#### Listed records
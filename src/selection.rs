// 该文件是 Reli （热力） 项目的一部分。
// src/selection.rs - 触摸选取状态机
//
// 本文件根据 Apache 许可证第 2.0 版（以下简称“许可证”）授权使用；
// 除非遵守该许可证条款，否则您不得使用本文件。
// 您可通过以下网址获取许可证副本：
// http://www.apache.org/licenses/LICENSE-2.0
// 除非适用法律要求或书面同意，根据本许可协议分发的软件均按“原样”提供，
// 不附带任何形式的明示或暗示的保证或条件。
// 有关许可权限与限制的具体条款，请参阅本许可协议。
//
// Copyright (C) 2026 Johann Li <me@qinka.pro>, Wareless Group

//! 触摸选取状态机
//!
//! 状态机本身不做任何 I/O，每个事件返回一组 [`Effect`]，由会话在交互线程上执行：
//! 派发检测、落地选中的矩形、更新提示和叠加层。
//!
//! 同一时刻最多只有一个检测在途。在途期间的触发直接丢弃，不排队。
//! 手指在检测途中抬起时，由检测完成的路径负责落地。

use std::time::{Duration, Instant};

use nalgebra::{Affine2, Point2};
use tracing::{debug, info, warn};

use crate::{
  detect::{CandidateQuad, DetectedQuad, QuadId},
  frame::Frame,
  message::Message,
  overlay::OverlayUpdate,
};

/// 按住不放时，距上次选中至少这么久才会自动重新检测
///
/// 还没有选中过任何四边形时，按住不放不会自动重新检测。
pub const DEBOUNCE_WINDOW: Duration = Duration::from_secs(1);

#[derive(Debug, Clone, Copy, PartialEq, Eq)]
pub enum Phase {
  Idle,
  Probing,
  Selected,
}

/// 派发到后台的一次检测
#[derive(Debug, Clone)]
pub struct DetectionRequest {
  pub pass: u64,
  pub frame: Frame,
}

/// 后台检测的结果，按检测器返回顺序排列
#[derive(Debug, Clone)]
pub struct DetectionCompletion {
  pub pass: u64,
  pub quads: Vec<DetectedQuad>,
}

/// 已确认的候选，连同选中时使用的显示变换
#[derive(Debug, Clone, PartialEq)]
pub struct Selection {
  pub candidate: CandidateQuad,
  pub transform: Affine2<f32>,
}

#[derive(Debug, Clone)]
pub enum Effect {
  Dispatch(DetectionRequest),
  Finalize(Selection),
  Message(Message),
  Overlay(OverlayUpdate),
}

#[derive(Debug, Clone)]
struct Outstanding {
  pass: u64,
  touch: Point2<f32>,
  transform: Affine2<f32>,
}

#[derive(Debug, Default)]
pub struct SelectionMachine {
  touch: Option<Point2<f32>>,
  selected: Option<Selection>,
  selected_at: Option<Instant>,
  finalized: bool,
  outstanding: Option<Outstanding>,
  passes: u64,
  next_quad_id: u64,
}

impl SelectionMachine {
  pub fn new() -> Self {
    Self::default()
  }

  pub fn phase(&self) -> Phase {
    if self.outstanding.is_some() {
      Phase::Probing
    } else if self.selected.is_some() {
      Phase::Selected
    } else {
      Phase::Idle
    }
  }

  pub fn in_flight(&self) -> bool {
    self.outstanding.is_some()
  }

  pub fn touch(&self) -> Option<Point2<f32>> {
    self.touch
  }

  pub fn selected(&self) -> Option<&Selection> {
    self.selected.as_ref()
  }

  pub fn selected_at(&self) -> Option<Instant> {
    self.selected_at
  }

  /// 已派发的检测次数
  pub fn passes(&self) -> u64 {
    self.passes
  }

  pub fn on_touch_down(&mut self, point: Point2<f32>, frame: &Frame) -> Vec<Effect> {
    self.touch = Some(point);
    let mut effects = Vec::with_capacity(2);
    if let Some(request) = self.try_dispatch(point, frame) {
      effects.push(Effect::Dispatch(request));
    }
    effects.push(Effect::Message(Message::HelpTapReleaseRect));
    effects
  }

  pub fn on_touch_move(&mut self, point: Point2<f32>, frame: &Frame) -> Vec<Effect> {
    if self.in_flight() {
      return Vec::new();
    }
    self.touch = Some(point);
    self.try_dispatch(point, frame).map(Effect::Dispatch).into_iter().collect()
  }

  pub fn on_touch_up(&mut self) -> Vec<Effect> {
    self.touch = None;
    let mut effects = vec![Effect::Message(Message::HelpTapHoldRect)];
    // 检测在途时 selected 已被清空，落地交给完成路径
    if let Some(selection) = &self.selected
      && !self.finalized
    {
      self.finalized = true;
      info!("松手确认选中四边形 {:?}", selection.candidate.id);
      effects.push(Effect::Finalize(selection.clone()));
    }
    effects
  }

  pub fn on_frame_update(&mut self, frame: &Frame, now: Instant) -> Vec<Effect> {
    if self.in_flight() {
      return Vec::new();
    }
    let Some(touch) = self.touch else {
      return Vec::new();
    };
    let Some(at) = self.selected_at else {
      return Vec::new();
    };
    if now.saturating_duration_since(at) < DEBOUNCE_WINDOW {
      return Vec::new();
    }
    self.try_dispatch(touch, frame).map(Effect::Dispatch).into_iter().collect()
  }

  pub fn on_detection_complete(&mut self, completion: DetectionCompletion, now: Instant) -> Vec<Effect> {
    let outstanding = match self.outstanding.take() {
      Some(o) if o.pass == completion.pass => o,
      other => {
        warn!(
          "丢弃过期的检测结果: 第 {} 次, 当前在途 {:?}",
          completion.pass,
          other.as_ref().map(|o| o.pass)
        );
        self.outstanding = other;
        return Vec::new();
      }
    };

    let candidates: Vec<CandidateQuad> = completion
      .quads
      .into_iter()
      .map(|quad| {
        self.next_quad_id += 1;
        CandidateQuad {
          id: QuadId(self.next_quad_id),
          quad,
        }
      })
      .collect();
    debug!("第 {} 次检测完成: {} 个候选", completion.pass, candidates.len());

    let outlines = candidates
      .iter()
      .map(|c| c.view_corners(&outstanding.transform))
      .collect();
    let mut effects = vec![Effect::Overlay(OverlayUpdate::Candidates(outlines))];

    // 先到先得，不按置信度挑选
    let hit = candidates.into_iter().find(|c| {
      c.bounding_box()
        .apply(&outstanding.transform)
        .contains(&outstanding.touch)
    });
    let Some(candidate) = hit else {
      info!("触摸点处没有矩形");
      effects.push(Effect::Message(Message::ErrNoRect));
      return effects;
    };

    info!(
      "选中四边形 {:?}，置信度 {:.2}",
      candidate.id,
      candidate.confidence()
    );
    let selection = Selection {
      candidate,
      transform: outstanding.transform,
    };
    effects.push(Effect::Overlay(OverlayUpdate::Selected(
      selection.candidate.view_corners(&selection.transform),
    )));
    effects.push(Effect::Message(Message::HelpTapReleaseRect));

    self.selected = Some(selection.clone());
    self.selected_at = Some(now);
    self.finalized = self.touch.is_none();

    if self.finalized {
      info!("检测途中已松手，直接确认选中");
      effects.push(Effect::Finalize(selection));
    }
    effects
  }

  fn try_dispatch(&mut self, touch: Point2<f32>, frame: &Frame) -> Option<DetectionRequest> {
    if self.in_flight() {
      debug!("检测在途，忽略本次触发");
      return None;
    }
    self.passes += 1;
    self.selected = None;
    self.finalized = false;
    self.outstanding = Some(Outstanding {
      pass: self.passes,
      touch,
      transform: *frame.display_transform(),
    });
    debug!("派发第 {} 次检测 (帧 {})", self.passes, frame.index());
    Some(DetectionRequest {
      pass: self.passes,
      frame: frame.clone(),
    })
  }
}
########
Your assignment:
Return the entries above word for word.

Response:
filename src/selection.rs
// 该文件是 Reli （热力） 项目的一部分。
// src/selection.rs - 触摸选取状态机
//
// 本文件根据 Apache 许可证第 2.0 版（以下简称“许可证”）授权使用；
// 除非遵守该许可证条款，否则您不得使用本文件。
// 您可通过以下网址获取许可证副本：
// http://www.apache.org/licenses/LICENSE-2.0
// 除非适用法律要求或书面同意，根据本许可协议分发的软件均按“原样”提供，
// 不附带任何形式的明示或暗示的保证或条件。
// 有关许可权限与限制的具体条款，请参阅本许可协议。
//
// Copyright (C) 2026 Johann Li <me@qinka.pro>, Wareless Group

//! 触摸选取状态机
//!
//! 状态机本身不做任何 I/O，每个事件返回一组 [`Effect`]，由会话在交互线程上执行：
//! 派发检测、落地选中的矩形、更新提示和叠加层。
//!
//! 同一时刻最多只有一个检测在途。在途期间的触发直接丢弃，不排队。
//! 手指在检测途中抬起时，由检测完成的路径负责落地。

use std::time::{Duration, Instant};

use nalgebra::{Affine2, Point2};
use tracing::{debug, info, warn};

use crate::{
  detect::{CandidateQuad, DetectedQuad, QuadId},
  frame::Frame,
  message::Message,
  overlay::OverlayUpdate,
};

/// 按住不放时，距上次选中至少这么久才会自动重新检测
///
/// 还没有选中过任何四边形时，按住不放不会自动重新检测。
pub const DEBOUNCE_WINDOW: Duration = Duration::from_secs(1);

#[derive(Debug, Clone, Copy, PartialEq, Eq)]
pub enum Phase {
  Idle,
  Probing,
  Selected,
}

/// 派发到后台的一次检测
#[derive(Debug, Clone)]
pub struct DetectionRequest {
  pub pass: u64,
  pub frame: Frame,
}

/// 后台检测的结果，按检测器返回顺序排列
#[derive(Debug, Clone)]
pub struct DetectionCompletion {
  pub pass: u64,
  pub quads: Vec<DetectedQuad>,
}

/// 已确认的候选，连同选中时使用的显示变换
#[derive(Debug, Clone, PartialEq)]
pub struct Selection {
  pub candidate: CandidateQuad,
  pub transform: Affine2<f32>,
}

#[derive(Debug, Clone)]
pub enum Effect {
  Dispatch(DetectionRequest),
  Finalize(Selection),
  Message(Message),
  Overlay(OverlayUpdate),
}

#[derive(Debug, Clone)]
struct Outstanding {
  pass: u64,
  touch: Point2<f32>,
  transform: Affine2<f32>,
}

#[derive(Debug, Default)]
pub struct SelectionMachine {
  touch: Option<Point2<f32>>,
  selected: Option<Selection>,
  selected_at: Option<Instant>,
  finalized: bool,
  outstanding: Option<Outstanding>,
  passes: u64,
  next_quad_id: u64,
}

impl SelectionMachine {
  pub fn new() -> Self {
    Self::default()
  }

  pub fn phase(&self) -> Phase {
    if self.outstanding.is_some() {
      Phase::Probing
    } else if self.selected.is_some() {
      Phase::Selected
    } else {
      Phase::Idle
    }
  }

  pub fn in_flight(&self) -> bool {
    self.outstanding.is_some()
  }

  pub fn touch(&self) -> Option<Point2<f32>> {
    self.touch
  }

  pub fn selected(&self) -> Option<&Selection> {
    self.selected.as_ref()
  }

  pub fn selected_at(&self) -> Option<Instant> {
    self.selected_at
  }

  /// 已派发的检测次数
  pub fn passes(&self) -> u64 {
    self.passes
  }

  pub fn on_touch_down(&mut self, point: Point2<f32>, frame: &Frame) -> Vec<Effect> {
    self.touch = Some(point);
    let mut effects = Vec::with_capacity(2);
    if let Some(request) = self.try_dispatch(point, frame) {
      effects.push(Effect::Dispatch(request));
    }
    effects.push(Effect::Message(Message::HelpTapReleaseRect));
    effects
  }

  pub fn on_touch_move(&mut self, point: Point2<f32>, frame: &Frame) -> Vec<Effect> {
    if self.in_flight() {
      return Vec::new();
    }
    self.touch = Some(point);
    self.try_dispatch(point, frame).map(Effect::Dispatch).into_iter().collect()
  }

  pub fn on_touch_up(&mut self) -> Vec<Effect> {
    self.touch = None;
    let mut effects = vec![Effect::Message(Message::HelpTapHoldRect)];
    // 检测在途时 selected 已被清空，落地交给完成路径
    if let Some(selection) = &self.selected
      && !self.finalized
    {
      self.finalized = true;
      info!("松手确认选中四边形 {:?}", selection.candidate.id);
      effects.push(Effect::Finalize(selection.clone()));
    }
    effects
  }

  pub fn on_frame_update(&mut self, frame: &Frame, now: Instant) -> Vec<Effect> {
    if self.in_flight() {
      return Vec::new();
    }
    let Some(touch) = self.touch else {
      return Vec::new();
    };
    let Some(at) = self.selected_at else {
      return Vec::new();
    };
    if now.saturating_duration_since(at) < DEBOUNCE_WINDOW {
      return Vec::new();
    }
    self.try_dispatch(touch, frame).map(Effect::Dispatch).into_iter().collect()
  }

  pub fn on_detection_complete(&mut self, completion: DetectionCompletion, now: Instant) -> Vec<Effect> {
    let outstanding = match self.outstanding.take() {
      Some(o) if o.pass == completion.pass => o,
      other => {
        warn!(
          "丢弃过期的检测结果: 第 {} 次, 当前在途 {:?}",
          completion.pass,
          other.as_ref().map(|o| o.pass)
        );
        self.outstanding = other;
        return Vec::new();
      }
    };

    let candidates: Vec<CandidateQuad> = completion
      .quads
      .into_iter()
      .map(|quad| {
        self.next_quad_id += 1;
        CandidateQuad {
          id: QuadId(self.next_quad_id),
          quad,
        }
      })
      .collect();
    debug!("第 {} 次检测完成: {} 个候选", completion.pass, candidates.len());

    let outlines = candidates
      .iter()
      .map(|c| c.view_corners(&outstanding.transform))
      .collect();
    let mut effects = vec![Effect::Overlay(OverlayUpdate::Candidates(outlines))];

    // 先到先得，不按置信度挑选
    let hit = candidates.into_iter().find(|c| {
      c.bounding_box()
        .apply(&outstanding.transform)
        .contains(&outstanding.touch)
    });
    let Some(candidate) = hit else {
      info!("触摸点处没有矩形");
      effects.push(Effect::Message(Message::ErrNoRect));
      return effects;
    };

    info!(
      "选中四边形 {:?}，置信度 {:.2}",
      candidate.id,
      candidate.confidence()
    );
    let selection = Selection {
      candidate,
      transform: outstanding.transform,
    };
    effects.push(Effect::Overlay(OverlayUpdate::Selected(
      selection.candidate.view_corners(&selection.transform),
    )));
    effects.push(Effect::Message(Message::HelpTapReleaseRect));

    self.selected = Some(selection.clone());
    self.selected_at = Some(now);
    self.finalized = self.touch.is_none();

    if self.finalized {
      info!("检测途中已松手，直接确认选中");
      effects.push(Effect::Finalize(selection));
    }
    effects
  }

  fn try_dispatch(&mut self, touch: Point2<f32>, frame: &Frame) -> Option<DetectionRequest> {
    if self.in_flight() {
      debug!("检测在途，忽略本次触发");
      return None;
    }
    self.passes += 1;
    self.selected = None;
    self.finalized = false;
    self.outstanding = Some(Outstanding {
      pass: self.passes,
      touch,
      transform: *frame.display_transform(),
    });
    debug!("派发第 {} 次检测 (帧 {})", self.passes, frame.index());
    Some(DetectionRequest {
      pass: self.passes,
      frame: frame.clone(),
    })
  }
}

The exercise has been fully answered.